My initial reaction was shock, then anger, then sadness, as I tried to explain to my heartbroken friend that it takes all of about 3 seconds to diagnose type 1 diabetes; that the symptoms are obvious; that it is a manageable disease; and that his death could have been prevented had someone, anyone, known what to look for. He had suffered months of weight loss, increasing dehydration, and, finally, severe flu like symptoms.
Type 1 diabetes continues to be a silent killer. For those of us within its sphere - who are type 1, or have a loved one with type 1 - the symptoms are easily recognizable. Yet, for those outside of the circle, it is an invisible illness. Education and awareness on the signs of type 1 diabetes are lacking. Period. Like many others, I used to be in the dark. When Dylan was diagnosed I knew absolutely nothing about diabetes. I had no idea that his excessive thirst, frequent urination, massive and sudden weight loss, pallor, and lethargy, were signs of hyperglycemia induced ketoacidosis. Like most parents of a type 1 child at the time of diagnosis, I just thought he had the flu.

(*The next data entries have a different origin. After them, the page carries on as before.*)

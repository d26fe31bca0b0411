use std::collections::HashMap;
use std::time::Duration;

use chrono::{DateTime, Utc};
use serde::{Deserialize, Serialize};
use serde_with::skip_serializing_none;

pub const DEFAULT_REFRESH_INTERVAL_MINUTES: u64 = 15;
pub const DEFAULT_INIT_TIMEOUT_MILLIS: u64 = 2000;

const MAX_VISITOR_CODE_LEN: usize = 255;

/// Settings to use when creating the client, they will override default
/// values, if they exist.
///
/// The default refresh interval is 15 minutes and the default initialization
/// timeout is 2000ms. A zero interval or timeout falls back to the default,
/// so both are always positive on a constructed config.
#[derive(Debug, Clone)]
pub struct ClientConfig {
    /// Identifies the project/account within the remote flag service.
    pub site_code: String,
    /// Identifies the end user driving experiment bucketing. Generated by
    /// the service if absent, usually you should set it to a real user id.
    pub visitor_code: Option<String>,
    pub refresh_interval_minutes: u64,
    pub init_timeout_millis: u64,
    /// Override of the service base url, mostly useful for tests.
    pub base_url: Option<String>,
    refresh_override: Option<Duration>,
}

impl ClientConfig {
    pub fn new(site_code: impl Into<String>) -> Self {
        Self {
            site_code: site_code.into(),
            visitor_code: None,
            refresh_interval_minutes: DEFAULT_REFRESH_INTERVAL_MINUTES,
            init_timeout_millis: DEFAULT_INIT_TIMEOUT_MILLIS,
            base_url: None,
            refresh_override: None,
        }
    }

    pub fn with_visitor_code(mut self, visitor_code: impl Into<String>) -> Self {
        self.visitor_code = Some(visitor_code.into());
        self
    }

    pub fn with_refresh_interval_minutes(mut self, minutes: u64) -> Self {
        self.refresh_interval_minutes = minutes;
        self
    }

    pub fn with_init_timeout_millis(mut self, millis: u64) -> Self {
        self.init_timeout_millis = millis;
        self
    }

    pub fn with_base_url(mut self, base_url: impl Into<String>) -> Self {
        self.base_url = Some(base_url.into());
        self
    }

    /// Sets the refresh cadence directly, bypassing the minute granularity.
    /// Mostly useful for tests.
    pub fn with_refresh_interval(mut self, interval: Duration) -> Self {
        self.refresh_override = Some(interval);
        self
    }

    pub fn refresh_interval(&self) -> Duration {
        if let Some(interval) = self.refresh_override {
            return interval;
        }
        let minutes = if self.refresh_interval_minutes == 0 {
            DEFAULT_REFRESH_INTERVAL_MINUTES
        } else {
            self.refresh_interval_minutes
        };
        Duration::from_secs(minutes * 60)
    }

    pub fn init_timeout(&self) -> Duration {
        let millis = if self.init_timeout_millis == 0 {
            DEFAULT_INIT_TIMEOUT_MILLIS
        } else {
            self.init_timeout_millis
        };
        Duration::from_millis(millis)
    }
}

/// Whether a visitor code satisfies the service's validity rules: non-empty,
/// at most 255 characters, alphanumeric plus `-`, `_` and `.`.
pub fn valid_visitor_code(code: &str) -> bool {
    !code.is_empty()
        && code.len() <= MAX_VISITOR_CODE_LEN
        && code
            .chars()
            .all(|c| c.is_ascii_alphanumeric() || matches!(c, '-' | '_' | '.'))
}

/// Readiness of the client.
///
/// Monotonic: `Initializing` moves exactly once to one of the terminal
/// states and never transitions again. The client stays usable for flag
/// lookups in either terminal state.
#[derive(Debug, Clone, Copy, PartialEq, Eq)]
pub enum Readiness {
    Initializing,
    Ready,
    NotReady,
}

impl Readiness {
    pub fn is_terminal(self) -> bool {
        !matches!(self, Readiness::Initializing)
    }
}

/// Stage tag attached to the outcomes passed to [`Client::log`](crate::Client::log).
#[derive(Debug, Clone, Copy, PartialEq, Eq)]
pub enum Stage {
    Evaluating,
    Ready,
}

/// Flag data returned by the service for a site and visitor.
#[skip_serializing_none]
#[derive(Debug, Clone, PartialEq, Deserialize, Serialize)]
#[serde(rename_all = "camelCase")]
pub struct FlagData {
    pub site_code: String,
    /// Assigned by the service when the request carried no visitor code.
    pub visitor_code: Option<String>,
    #[serde(default)]
    pub flags: HashMap<String, serde_json::Value>,
}

/// The last fetched flag data together with when it was fetched.
#[derive(Debug, Clone)]
pub struct FlagSnapshot {
    pub visitor_code: Option<String>,
    pub flags: HashMap<String, serde_json::Value>,
    pub fetched_at: DateTime<Utc>,
}

impl FlagSnapshot {
    pub(crate) fn from_data(data: FlagData) -> Self {
        Self {
            visitor_code: data.visitor_code,
            flags: data.flags,
            fetched_at: Utc::now(),
        }
    }
}

#[cfg(test)]
mod test {
    use serde_json::json;

    use super::*;

    #[test]
    fn test_valid_visitor_code() {
        assert!(valid_visitor_code("validUser1"));
        assert!(valid_visitor_code("user.name-01_a"));
        assert!(valid_visitor_code(&"a".repeat(255)));
        assert!(!valid_visitor_code(""));
        assert!(!valid_visitor_code("bad visitor!"));
        assert!(!valid_visitor_code("héllo"));
        assert!(!valid_visitor_code(&"a".repeat(256)));
    }

    #[test]
    fn test_config_defaults() {
        let config = ClientConfig::new("abc");
        assert_eq!(config.refresh_interval(), Duration::from_secs(15 * 60));
        assert_eq!(config.init_timeout(), Duration::from_millis(2000));
        assert!(config.visitor_code.is_none());
    }

    #[test]
    fn test_config_overrides() {
        let config = ClientConfig::new("abc")
            .with_refresh_interval_minutes(1)
            .with_init_timeout_millis(500);
        assert_eq!(config.refresh_interval(), Duration::from_secs(60));
        assert_eq!(config.init_timeout(), Duration::from_millis(500));

        let config = ClientConfig::new("abc").with_refresh_interval(Duration::from_millis(50));
        assert_eq!(config.refresh_interval(), Duration::from_millis(50));
    }

    #[test]
    fn test_config_zero_falls_back_to_defaults() {
        let config = ClientConfig::new("abc")
            .with_refresh_interval_minutes(0)
            .with_init_timeout_millis(0);
        assert_eq!(config.refresh_interval(), Duration::from_secs(15 * 60));
        assert_eq!(config.init_timeout(), Duration::from_millis(2000));
    }

    #[test]
    fn test_flag_data_parsing() {
        let data: FlagData = serde_json::from_value(json!({
            "siteCode": "demo",
            "visitorCode": "v-123",
            "flags": {
                "new_checkout": true,
                "banner_text": "hello"
            }
        }))
        .expect("should parse");
        assert_eq!(data.site_code, "demo");
        assert_eq!(data.visitor_code.as_deref(), Some("v-123"));
        assert_eq!(data.flags.get("new_checkout"), Some(&json!(true)));

        let data: FlagData = serde_json::from_value(json!({ "siteCode": "demo" }))
            .expect("flags and visitorCode are optional");
        assert!(data.visitor_code.is_none());
        assert!(data.flags.is_empty());
    }
}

While my early advocacy was always focussed on finding a cure for type 1 diabetes, with time I have realized more and more, that awareness and education are just as, if not more so, critically important. Never has that been more obvious to me than now.
*On a side note, this is the 3rd person from my high school class that developed type 1 diabetes as an adult. The 3rd out of 375 graduates. That's a stat much higher than the average.